There is a Palace Park in connection to the palace itself and outside the grounds, stretching to the coast of the Bay of Aarhus is another large park Mindeparken (The Memorial Park), popular with the citizens of Aarhus for recreational activities in the warmer months of the year. Just south of Marselisborg Palace is Aarhus Forestry Botanical Garden and a Deer Park, as part of the extensive Marselisborg Forests. Just west and north of the palace is Aarhus Racecourse and the Atletion Stadium.
Designed by architect Hack Kampmann, Marselisborg Palace was built in 1899–1902 on the land of the old Marselisborg Manor and was presented as a gift from the people of Denmark to the royal family, on the occasion of the wedding of Prince Christian and Duchess Alexandrine of Mecklenburg-Schwerin. The couple later became King Christian X and Queen Alexandrine and initiated the tradition of using the palace as a summer residence. The palace is the property of the Kingdom of Denmark, and will remain in possession of all future monarchs of Denmark.
The present Queen, Margrethe II, was given the palace by her father, King Frederick IX in 1967. Margrethe and her consort Henrik also used the palace as their summer residence. To this day the residence is used during the summer, as well as during the Easter and Christmas holidays.
About the name
The name Marselisborg refers to the old barony manor Marselisborg. Marselisborg means "Marselis Castle" in Danish and it was located where Marselisborg Gymnasium have residence now. The manor dates back to the 1500s and was originally named Havreballegård, but in the 1600s the German-Dutch merchant Gabriel Marselis, replaced the name with the more grandiose "Marselis Castle". The Municipality of Aarhus took ownership of the Marselisborg estate in 1896, including the manor house. The manor house caught fire several times in the early 1900s and does not exist anymore. The only relation to Marselisborg Palace is the name Marselisborg and the fact that the palace was erected on land formerly part of the Marselis estate.
A gift from the people
The palace is "a gift of the people", in the sense that the project was funded by individual financial contributions and built on land given by the Municipality of Aarhus. Several jutlandic cities and Danish companies became involved in the project, when the palace was equipped and furnished later on and in return their respective coat of arms are now presented throughout the palace building. Among the contributors are the cities of Vejle, Horsens, Randers, Aalborg, Thisted and Nykøbing Mors, to name just a few. The fundraising was initiated in the autumn of 1897 by prefect Dreyer, baron J. Rosenkrantz of Sophiendal and landowner Chr.

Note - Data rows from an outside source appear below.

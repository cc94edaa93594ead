//! Route pattern normalization and wildcard translation.
//!
//! Route strings may contain wildcard tokens:
//!
//! | token | matches |
//! |---|---|
//! | `(:alpha)` | `[A-Za-z]+` |
//! | `(:num)` | `[0-9]+` |
//! | `(:any)` | `[A-Za-z0-9.\-_%=]+` |
//! | `(:all)` | `.*` |
//!
//! Each token may be made optional with a `?` suffix (`/(:num?)`), in which
//! case it must be preceded by `/` and the slash becomes optional with it.
//! Text between tokens is passed to the regex engine as-is.

use regex::Regex;

use crate::error::{DispatchError, Result};

/// Normalized pattern of the root route.
pub const ROOT: &str = "/";

/// Character that opens a wildcard group.
pub const WILDCARD_OPENER: char = '(';

/// The character class behind a wildcard token.
#[derive(Debug, Clone, Copy, PartialEq, Eq)]
pub enum Wildcard {
    /// `(:alpha)`
    Alpha,
    /// `(:num)`
    Num,
    /// `(:any)`
    Any,
    /// `(:all)`
    All,
}

impl Wildcard {
    /// Every wildcard, in substitution order.
    pub const ALL: [Self; 4] = [Self::Alpha, Self::Num, Self::Any, Self::All];

    /// Token name between `(:` and `)`.
    pub const fn name(self) -> &'static str {
        match self {
            Self::Alpha => "alpha",
            Self::Num => "num",
            Self::Any => "any",
            Self::All => "all",
        }
    }

    /// Regex class the token expands to.
    pub const fn class(self) -> &'static str {
        match self {
            Self::Alpha => "[A-Za-z]+",
            Self::Num => "[0-9]+",
            Self::Any => r"[A-Za-z0-9.\-_%=]+",
            Self::All => ".*",
        }
    }

    fn mandatory_token(self) -> String {
        format!("(:{})", self.name())
    }

    fn optional_token(self) -> String {
        format!("/(:{}?)", self.name())
    }

    fn bare_optional_token(self) -> String {
        format!("(:{}?)", self.name())
    }
}

/// A lexed piece of a route pattern.
#[derive(Debug, Clone, PartialEq, Eq)]
enum Piece<'a> {
    Literal(&'a str),
    Mandatory(Wildcard),
    Optional(Wildcard),
}

/// Splits a pattern into literal text and wildcard tokens.
///
/// Optional tokens are recognized before mandatory ones so that `/(:any?)`
/// is never read as `/` followed by a malformed `(:any?)`.
fn lex(pattern: &str) -> Vec<Piece<'_>> {
    let mut pieces = Vec::new();
    let mut literal_start = 0;
    let mut i = 0;

    while i < pattern.len() {
        let rest = &pattern[i..];
        let token = Wildcard::ALL
            .iter()
            .find_map(|w| {
                let t = w.optional_token();
                rest.starts_with(&t).then_some((Piece::Optional(*w), t.len()))
            })
            .or_else(|| {
                Wildcard::ALL.iter().find_map(|w| {
                    let t = w.mandatory_token();
                    rest.starts_with(&t).then_some((Piece::Mandatory(*w), t.len()))
                })
            });

        if let Some((piece, len)) = token {
            if literal_start < i {
                pieces.push(Piece::Literal(&pattern[literal_start..i]));
            }
            pieces.push(piece);
            i += len;
            literal_start = i;
        } else {
            i += rest.chars().next().map_or(1, char::len_utf8);
        }
    }

    if literal_start < pattern.len() {
        pieces.push(Piece::Literal(&pattern[literal_start..]));
    }

    pieces
}

/// Rejects optional tokens that are not trailing `/`-prefixed segments.
fn check_optional(pattern: &str, pieces: &[Piece<'_>]) -> Result<()> {
    for (i, piece) in pieces.iter().enumerate() {
        match piece {
            Piece::Literal(text)
                if Wildcard::ALL
                    .iter()
                    .any(|w| text.contains(&w.bare_optional_token())) =>
            {
                return Err(DispatchError::Configuration(format!(
                    "optional wildcard in `{pattern}` must follow `/`"
                )));
            }
            Piece::Optional(_)
                if pieces[i + 1..]
                    .iter()
                    .any(|p| !matches!(p, Piece::Optional(_))) =>
            {
                return Err(DispatchError::Configuration(format!(
                    "optional wildcard in `{pattern}` must be a trailing segment"
                )));
            }
            _ => {}
        }
    }
    Ok(())
}

/// Normalizes a route-definition string.
///
/// Dashes become underscores, surrounding whitespace and slashes are
/// stripped, and the empty string maps to [`ROOT`].
pub fn normalize_pattern(raw: &str) -> String {
    let pattern = raw.trim().replace('-', "_");
    let pattern = pattern.trim_matches('/');
    if pattern.is_empty() {
        ROOT.to_string()
    } else {
        pattern.to_string()
    }
}

/// Normalizes a request path: slashes trimmed, lower-cased, empty → [`ROOT`].
pub fn normalize_path(raw: &str) -> String {
    let path = raw.trim().trim_matches('/').to_lowercase();
    if path.is_empty() {
        ROOT.to_string()
    } else {
        path
    }
}

/// Folds dashes to underscores the way registration does.
///
/// Used as the exact-route lookup key and as the text wildcard routes are
/// matched against. The fold keeps byte offsets, so capture spans still
/// index into the unfolded path.
pub fn exact_key(normalized_path: &str) -> String {
    normalized_path.replace('-', "_")
}

/// Returns true if a normalized pattern is a fallback pattern.
pub fn is_pattern(normalized: &str) -> bool {
    normalized.starts_with(WILDCARD_OPENER)
}

/// Returns true if a pattern contains a wildcard group anywhere.
pub fn has_wildcards(normalized: &str) -> bool {
    normalized.contains(WILDCARD_OPENER)
}

/// A route pattern translated into an anchored regex.
#[derive(Debug, Clone)]
pub struct CompiledPattern {
    source: String,
    regex: Regex,
    mandatory: usize,
    optional: usize,
}

impl CompiledPattern {
    /// Translates a normalized pattern.
    ///
    /// Optional tokens each open a non-capturing group; one `)?` closer per
    /// optional token is appended after the whole pattern, so later optional
    /// segments nest inside earlier ones.
    ///
    /// # Errors
    ///
    /// Fails on an empty pattern, on an optional token that is not a
    /// trailing `/`-prefixed segment, or when the translated text is not a
    /// valid regex.
    ///
    /// # Example
    ///
    /// ```
    /// use oxide_dispatch::CompiledPattern;
    ///
    /// let pattern = CompiledPattern::compile("users/(:num)").unwrap();
    /// assert_eq!(pattern.captures("users/42"), Some(vec!["42".to_string()]));
    /// assert_eq!(pattern.captures("users/abc"), None);
    /// ```
    pub fn compile(pattern: &str) -> Result<Self> {
        if pattern.is_empty() {
            return Err(DispatchError::Configuration(
                "cannot compile an empty route pattern".to_string(),
            ));
        }

        let pieces = lex(pattern);
        check_optional(pattern, &pieces)?;

        let mut body = String::with_capacity(pattern.len() * 2);
        let mut mandatory = 0;
        let mut optional = 0;

        for piece in pieces {
            match piece {
                Piece::Literal(text) => body.push_str(text),
                Piece::Mandatory(w) => {
                    mandatory += 1;
                    body.push('(');
                    body.push_str(w.class());
                    body.push(')');
                }
                Piece::Optional(w) => {
                    optional += 1;
                    body.push_str("(?:/(");
                    body.push_str(w.class());
                    body.push(')');
                }
            }
        }

        let closers = ")?".repeat(optional);
        let regex = Regex::new(&format!("^{body}{closers}$")).map_err(|source| {
            DispatchError::InvalidPattern {
                pattern: pattern.to_string(),
                source,
            }
        })?;

        Ok(Self {
            source: pattern.to_string(),
            regex,
            mandatory,
            optional,
        })
    }

    /// Matches a normalized path, returning the captured segments.
    ///
    /// The path is matched with dashes folded, like the pattern itself, but
    /// captures are cut from the path as given. They come back in
    /// left-to-right order. Optional groups that did not participate are
    /// dropped from the tail; interior gaps become empty strings so later
    /// positions keep their index.
    pub fn captures(&self, path: &str) -> Option<Vec<String>> {
        let folded = exact_key(path);
        let caps = self.regex.captures(&folded)?;

        let mut values: Vec<Option<String>> = caps
            .iter()
            .skip(1)
            .map(|m| m.and_then(|m| path.get(m.range())).map(str::to_string))
            .collect();

        while matches!(values.last(), Some(None)) {
            values.pop();
        }

        Some(values.into_iter().map(Option::unwrap_or_default).collect())
    }

    /// Returns the pattern this was compiled from.
    pub fn source(&self) -> &str {
        &self.source
    }

    /// Returns the translated regex.
    pub fn regex(&self) -> &Regex {
        &self.regex
    }

    /// Number of mandatory wildcard tokens.
    pub const fn mandatory_count(&self) -> usize {
        self.mandatory
    }

    /// Number of optional wildcard tokens.
    pub const fn optional_count(&self) -> usize {
        self.optional
    }
}

/// Builds a URL path by filling a pattern's wildcards with `params`.
///
/// Parameters are consumed left to right. Once an optional token has no
/// parameter left, it and everything after it is dropped.
///
/// # Errors
///
/// Returns [`DispatchError::MissingParameter`] when a mandatory token has no
/// parameter.
///
/// # Example
///
/// ```
/// use oxide_dispatch::pattern::fill;
///
/// assert_eq!(fill("posts/(:num)/(:any?)", &["7"]).unwrap(), "/posts/7");
/// assert_eq!(fill("posts/(:num)/(:any?)", &["7", "intro"]).unwrap(), "/posts/7/intro");
/// ```
pub fn fill<S: AsRef<str>>(pattern: &str, params: &[S]) -> Result<String> {
    if pattern == ROOT {
        return Ok(ROOT.to_string());
    }

    let mut path = String::from("/");
    let mut params = params.iter().map(AsRef::as_ref).enumerate();
    let mut consumed = 0;

    for piece in lex(pattern) {
        match piece {
            Piece::Literal(text) => path.push_str(text),
            Piece::Mandatory(w) => {
                let (index, value) =
                    params.next().ok_or_else(|| DispatchError::MissingParameter {
                        index: consumed,
                        token: w.mandatory_token(),
                    })?;
                consumed = index + 1;
                path.push_str(value);
            }
            Piece::Optional(_) => match params.next() {
                Some((index, value)) => {
                    consumed = index + 1;
                    path.push('/');
                    path.push_str(value);
                }
                None => break,
            },
        }
    }

    Ok(path)
}
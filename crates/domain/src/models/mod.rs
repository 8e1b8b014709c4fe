//! Domain models for the invitation engine.

pub mod account;
pub mod invitation;
pub mod media_server;
pub mod redemption;

pub use account::{non_blank, Account, Identity, NewAccount, NewIdentity, ServerUsage};
pub use invitation::{generate_invitation_code, normalize_code, CodeBounds, Invitation};
pub use media_server::{
    AuthModality, Library, MediaServer, ServerSummary, ServerType, UnknownServerType,
};
pub use redemption::{
    describe_validation_errors, fields, AttemptAccount, CredentialForm, DelegatedSession,
    DisplayResult, DisplayStatus, InvalidReason, PerServerResult, RedemptionAttempt,
    RedemptionStatus, RedirectHint, SubmissionResult, TemplateHint, Validation,
};

#[cfg(test)]
mod tests {
    use super::{fields, CredentialForm};
    use std::collections::HashMap;

    #[test]
    fn test_form_reads_fields_by_exported_names() {
        let raw: HashMap<String, String> = [
            (fields::USERNAME, " alice "),
            (fields::PASSWORD, "correct-horse"),
            (fields::CONFIRM_PASSWORD, "correct-horse"),
            (fields::EMAIL, "   "),
        ]
        .into_iter()
        .map(|(k, v)| (k.to_string(), v.to_string()))
        .collect();

        let form = CredentialForm::from_fields(&raw);
        assert_eq!(form.username, "alice");
        assert!(form.email.is_none());
    }
}
//! Common validation utilities.

use validator::ValidationError;

/// Maximum username length accepted by the credential form.
pub const MAX_USERNAME_LENGTH: usize = 64;

/// Minimum password length accepted by the credential form.
pub const MIN_PASSWORD_LENGTH: usize = 8;

/// Returns true if the code only contains ASCII letters and digits.
///
/// Case is not significant; codes are compared case-insensitively.
pub fn is_alphanumeric_code(code: &str) -> bool {
    !code.is_empty() && code.chars().all(|c| c.is_ascii_alphanumeric())
}

/// Validates a username for remote account creation.
///
/// Backends disagree on allowed characters; this accepts the common subset:
/// letters, digits, `.`, `_`, `-` and `@`, starting with a letter or digit.
pub fn validate_username(username: &str) -> Result<(), ValidationError> {
    let trimmed = username.trim();
    if trimmed.is_empty() || trimmed.len() > MAX_USERNAME_LENGTH {
        let mut err = ValidationError::new("username_length");
        err.message = Some(
            format!("Username must be between 1 and {} characters", MAX_USERNAME_LENGTH).into(),
        );
        return Err(err);
    }

    let mut chars = trimmed.chars();
    let starts_ok = chars.next().is_some_and(|c| c.is_ascii_alphanumeric());
    let rest_ok = trimmed
        .chars()
        .all(|c| c.is_ascii_alphanumeric() || matches!(c, '.' | '_' | '-' | '@'));

    if starts_ok && rest_ok {
        Ok(())
    } else {
        let mut err = ValidationError::new("username_format");
        err.message = Some("Username may only contain letters, digits, '.', '_', '-' and '@'".into());
        Err(err)
    }
}

#[cfg(test)]
mod tests {
    use super::*;

    #[test]
    fn test_is_alphanumeric_code() {
        assert!(is_alphanumeric_code("ABC123"));
        assert!(is_alphanumeric_code("abc123"));
        assert!(!is_alphanumeric_code("ABC-123"));
        assert!(!is_alphanumeric_code("ABC 12"));
        assert!(!is_alphanumeric_code(""));
        assert!(!is_alphanumeric_code("ÄBC123"));
    }

    #[test]
    fn test_validate_username() {
        assert!(validate_username("alice").is_ok());
        assert!(validate_username("alice.smith_99").is_ok());
        assert!(validate_username("bob@example.com").is_ok());
        assert!(validate_username("").is_err());
        assert!(validate_username("   ").is_err());
        assert!(validate_username("_alice").is_err());
        assert!(validate_username("ali ce").is_err());
        assert!(validate_username(&"a".repeat(65)).is_err());
        assert!(validate_username(&"a".repeat(64)).is_ok());
    }

    #[test]
    fn test_validate_username_error_message() {
        let err = validate_username("bad name").unwrap_err();
        assert_eq!(err.code, "username_format");
        assert!(err.message.is_some());
    }
}
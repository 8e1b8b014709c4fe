//! Request id propagation.

use axum::{
    body::Body,
    http::{header::HeaderName, HeaderValue, Request},
    middleware::Next,
    response::Response,
};
use tracing::Instrument;
use uuid::Uuid;

/// Header carrying the request id in both directions.
pub const REQUEST_ID_HEADER: &str = "x-request-id";

/// Longest client-supplied id that is accepted as-is.
const MAX_REQUEST_ID_LEN: usize = 128;

/// Request id stored in request extensions.
#[derive(Debug, Clone)]
pub struct RequestId(pub String);

/// Reuse the caller's `X-Request-ID` when it is sane, otherwise mint a UUID,
/// and run the rest of the stack inside a span carrying it.
pub async fn trace_id(mut req: Request<Body>, next: Next) -> Response {
    let request_id = req
        .headers()
        .get(REQUEST_ID_HEADER)
        .and_then(|v| v.to_str().ok())
        .and_then(accept_client_id)
        .unwrap_or_else(|| Uuid::new_v4().to_string());

    req.extensions_mut().insert(RequestId(request_id.clone()));

    let span = tracing::info_span!(
        "request",
        request_id = %request_id,
        method = %req.method(),
        path = %req.uri().path(),
    );

    async move {
        let start = std::time::Instant::now();
        let mut response = next.run(req).await;

        tracing::info!(
            status = response.status().as_u16(),
            duration_ms = start.elapsed().as_millis() as u64,
            "Request completed"
        );

        if let Ok(value) = HeaderValue::from_str(&request_id) {
            response
                .headers_mut()
                .insert(HeaderName::from_static(REQUEST_ID_HEADER), value);
        }
        response
    }
    .instrument(span)
    .await
}

fn accept_client_id(raw: &str) -> Option<String> {
    let trimmed = raw.trim();
    let ok = !trimmed.is_empty()
        && trimmed.len() <= MAX_REQUEST_ID_LEN
        && trimmed
            .chars()
            .all(|c| c.is_ascii_alphanumeric() || matches!(c, '-' | '_' | '.'));
    ok.then(|| trimmed.to_string())
}
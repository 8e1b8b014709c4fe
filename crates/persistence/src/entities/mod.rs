//! Database entity definitions.
//!
//! Entities are direct mappings to database rows.

pub mod account;
pub mod delegated_session;
pub mod invitation;
pub mod media_server;

pub use account::{AccountEntity, IdentityEntity, ServerUsageEntity};
pub use delegated_session::DelegatedSessionEntity;
pub use invitation::InvitationEntity;
pub use media_server::{LibraryEntity, MediaServerEntity};
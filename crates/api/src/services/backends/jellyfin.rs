//! Jellyfin and Emby client.
//!
//! Both servers speak the same user management API. Emby ignores the
//! password in `Users/New`, so it is set with a second call.

use reqwest::{Client, Response};
use serde::{Deserialize, Serialize};
use serde_json::Value;
use std::collections::BTreeMap;
use std::sync::Arc;
use tracing::instrument;

use domain::models::MediaServer;
use domain::services::{
    BackendConnector, BackendError, ConnectionStatus, MediaBackend, ProvisionOutcome,
    ProvisionRequest, RemoteAccount,
};

use super::{http_error, rejection_message};

const TOKEN_HEADER: &str = "X-Emby-Token";

/// Which member of the API family a server is.
#[derive(Debug, Clone, Copy, PartialEq, Eq)]
pub enum Flavor {
    Jellyfin,
    Emby,
}

impl Flavor {
    fn label(&self) -> &'static str {
        match self {
            Flavor::Jellyfin => "jellyfin",
            Flavor::Emby => "emby",
        }
    }
}

pub struct JellyfinConnector {
    http: Client,
    flavor: Flavor,
    timeout_secs: u64,
}

impl JellyfinConnector {
    pub fn new(http: Client, flavor: Flavor, timeout_secs: u64) -> Self {
        Self {
            http,
            flavor,
            timeout_secs,
        }
    }
}

impl BackendConnector for JellyfinConnector {
    fn connect(&self, server: &MediaServer) -> Result<Arc<dyn MediaBackend>, BackendError> {
        let api_key = server
            .api_key
            .clone()
            .filter(|k| !k.trim().is_empty())
            .ok_or(BackendError::MissingCredential)?;
        Ok(Arc::new(JellyfinClient {
            http: self.http.clone(),
            base_url: server.url.trim_end_matches('/').to_string(),
            api_key,
            flavor: self.flavor,
            timeout_secs: self.timeout_secs,
        }))
    }
}

pub struct JellyfinClient {
    http: Client,
    base_url: String,
    api_key: String,
    flavor: Flavor,
    timeout_secs: u64,
}

#[derive(Debug, Serialize)]
#[serde(rename_all = "PascalCase")]
struct NewUserRequest<'a> {
    name: &'a str,
    #[serde(skip_serializing_if = "Option::is_none")]
    password: Option<&'a str>,
}

#[derive(Debug, Serialize)]
struct SetPasswordRequest<'a> {
    #[serde(rename = "NewPw")]
    new_pw: &'a str,
    #[serde(rename = "ResetPassword")]
    reset_password: bool,
}

#[derive(Debug, Deserialize)]
#[serde(rename_all = "PascalCase")]
struct UserDto {
    id: String,
    name: String,
    #[serde(default)]
    policy: Option<Value>,
}

#[derive(Debug, Deserialize)]
#[serde(rename_all = "PascalCase")]
struct MediaFolders {
    #[serde(default)]
    items: Vec<MediaFolder>,
}

#[derive(Debug, Deserialize)]
#[serde(rename_all = "PascalCase")]
struct MediaFolder {
    id: String,
    name: String,
}

impl JellyfinClient {
    fn url(&self, path: &str) -> String {
        format!("{}/{}", self.base_url, path.trim_start_matches('/'))
    }

    fn map_err(&self, err: reqwest::Error) -> BackendError {
        http_error(err, self.timeout_secs)
    }

    async fn get_user(&self, user_id: &str) -> Result<UserDto, BackendError> {
        let response = self
            .http
            .get(self.url(&format!("Users/{}", user_id)))
            .header(TOKEN_HEADER, &self.api_key)
            .send()
            .await
            .map_err(|e| self.map_err(e))?;
        let response = expect_success(response).await?;
        response
            .json()
            .await
            .map_err(|e| BackendError::InvalidResponse(e.to_string()))
    }

    async fn set_password(&self, user_id: &str, password: &str) -> Result<(), BackendError> {
        let response = self
            .http
            .post(self.url(&format!("Users/{}/Password", user_id)))
            .header(TOKEN_HEADER, &self.api_key)
            .json(&SetPasswordRequest {
                new_pw: password,
                reset_password: false,
            })
            .send()
            .await
            .map_err(|e| self.map_err(e))?;
        expect_success(response).await.map(|_| ())
    }

    async fn apply_policy(&self, user_id: &str, libraries: &[String]) -> Result<(), BackendError> {
        let user = self.get_user(user_id).await?;
        let mut policy = user.policy.unwrap_or_else(|| Value::Object(Default::default()));
        restrict_libraries(&mut policy, libraries);

        let response = self
            .http
            .post(self.url(&format!("Users/{}/Policy", user_id)))
            .header(TOKEN_HEADER, &self.api_key)
            .json(&policy)
            .send()
            .await
            .map_err(|e| self.map_err(e))?;
        expect_success(response).await.map(|_| ())
    }

    /// Best effort removal of a half-configured user.
    async fn delete_user(&self, user_id: &str) {
        let result = self
            .http
            .delete(self.url(&format!("Users/{}", user_id)))
            .header(TOKEN_HEADER, &self.api_key)
            .send()
            .await;
        if let Err(err) = result {
            tracing::warn!(user_id = %user_id, error = %err, "Failed to remove partially created user");
        }
    }

    async fn finish_setup(&self, user_id: &str, request: &ProvisionRequest) -> Result<(), BackendError> {
        if self.flavor == Flavor::Emby {
            self.set_password(user_id, &request.password).await?;
        }
        self.apply_policy(user_id, &request.libraries).await
    }
}

#[async_trait::async_trait]
impl MediaBackend for JellyfinClient {
    #[instrument(skip(self, request), fields(server = %self.base_url, username = %request.username))]
    async fn provision(&self, request: &ProvisionRequest) -> Result<ProvisionOutcome, BackendError> {
        let body = NewUserRequest {
            name: &request.username,
            password: match self.flavor {
                Flavor::Jellyfin => Some(&request.password),
                Flavor::Emby => None,
            },
        };
        let response = self
            .http
            .post(self.url("Users/New"))
            .header(TOKEN_HEADER, &self.api_key)
            .json(&body)
            .send()
            .await
            .map_err(|e| self.map_err(e))?;

        if !response.status().is_success() {
            let status = response.status();
            let text = response.text().await.unwrap_or_default();
            return Ok(ProvisionOutcome::rejected(rejection_message(status, &text)));
        }

        let user: UserDto = response
            .json()
            .await
            .map_err(|e| BackendError::InvalidResponse(e.to_string()))?;

        if let Err(err) = self.finish_setup(&user.id, request).await {
            self.delete_user(&user.id).await;
            return Err(err);
        }

        tracing::debug!(user_id = %user.id, flavor = self.flavor.label(), "User created");
        Ok(ProvisionOutcome::created(
            "Account created",
            RemoteAccount {
                remote_id: Some(user.id),
                username: Some(user.name),
                email: request.email.clone(),
            },
        ))
    }

    async fn list_libraries(&self) -> Result<BTreeMap<String, String>, BackendError> {
        let response = self
            .http
            .get(self.url("Library/MediaFolders"))
            .header(TOKEN_HEADER, &self.api_key)
            .send()
            .await
            .map_err(|e| self.map_err(e))?;
        let folders: MediaFolders = expect_success(response)
            .await?
            .json()
            .await
            .map_err(|e| BackendError::InvalidResponse(e.to_string()))?;
        Ok(folders.items.into_iter().map(|f| (f.id, f.name)).collect())
    }

    async fn validate_connection(&self) -> ConnectionStatus {
        let result = self
            .http
            .get(self.url("System/Info"))
            .header(TOKEN_HEADER, &self.api_key)
            .send()
            .await;
        match result {
            Ok(response) if response.status().is_success() => ConnectionStatus {
                ok: true,
                message: format!("Connected to {}", self.flavor.label()),
            },
            Ok(response) => ConnectionStatus {
                ok: false,
                message: format!("Server answered {}", response.status()),
            },
            Err(err) => ConnectionStatus {
                ok: false,
                message: self.map_err(err).to_string(),
            },
        }
    }
}

async fn expect_success(response: Response) -> Result<Response, BackendError> {
    if response.status().is_success() {
        return Ok(response);
    }
    let status = response.status();
    let text = response.text().await.unwrap_or_default();
    Err(BackendError::InvalidResponse(rejection_message(status, &text)))
}

/// Limit a user policy to the given folder ids. An empty list grants all.
fn restrict_libraries(policy: &mut Value, libraries: &[String]) {
    if !policy.is_object() {
        *policy = Value::Object(Default::default());
    }
    if let Some(map) = policy.as_object_mut() {
        map.insert("EnableAllFolders".to_string(), Value::Bool(libraries.is_empty()));
        map.insert(
            "EnabledFolders".to_string(),
            Value::Array(libraries.iter().cloned().map(Value::String).collect()),
        );
    }
}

Neergaard of Aakjær.
The Palace Park
The palace is situated in a 32-acre (130,000 m2) park known as Slotshaven (The Palace Park). The park was designed by architect L. Christian Diedrichsen in traditional English landscape style, featuring large sweeping lawns dotted with small ponds, clusters of trees and shrub-covered slopes. There is a rose garden and a herb garden and the landscape is dotted with art sculptures. The park and gardens are both open to the public while the Queen and royal family are not in residence, whereas the palace itself is never open to the public. When the royal family is in residence, a changing of the guard ceremony takes place at noon. The main gates are the only entrance and exit to the palace and the park.
- Marselisborg - The Prince-residential in Jutland Aarhus City Museum (in Danish)
- The Queens Aarhus Aarhus City Museum (in Danish)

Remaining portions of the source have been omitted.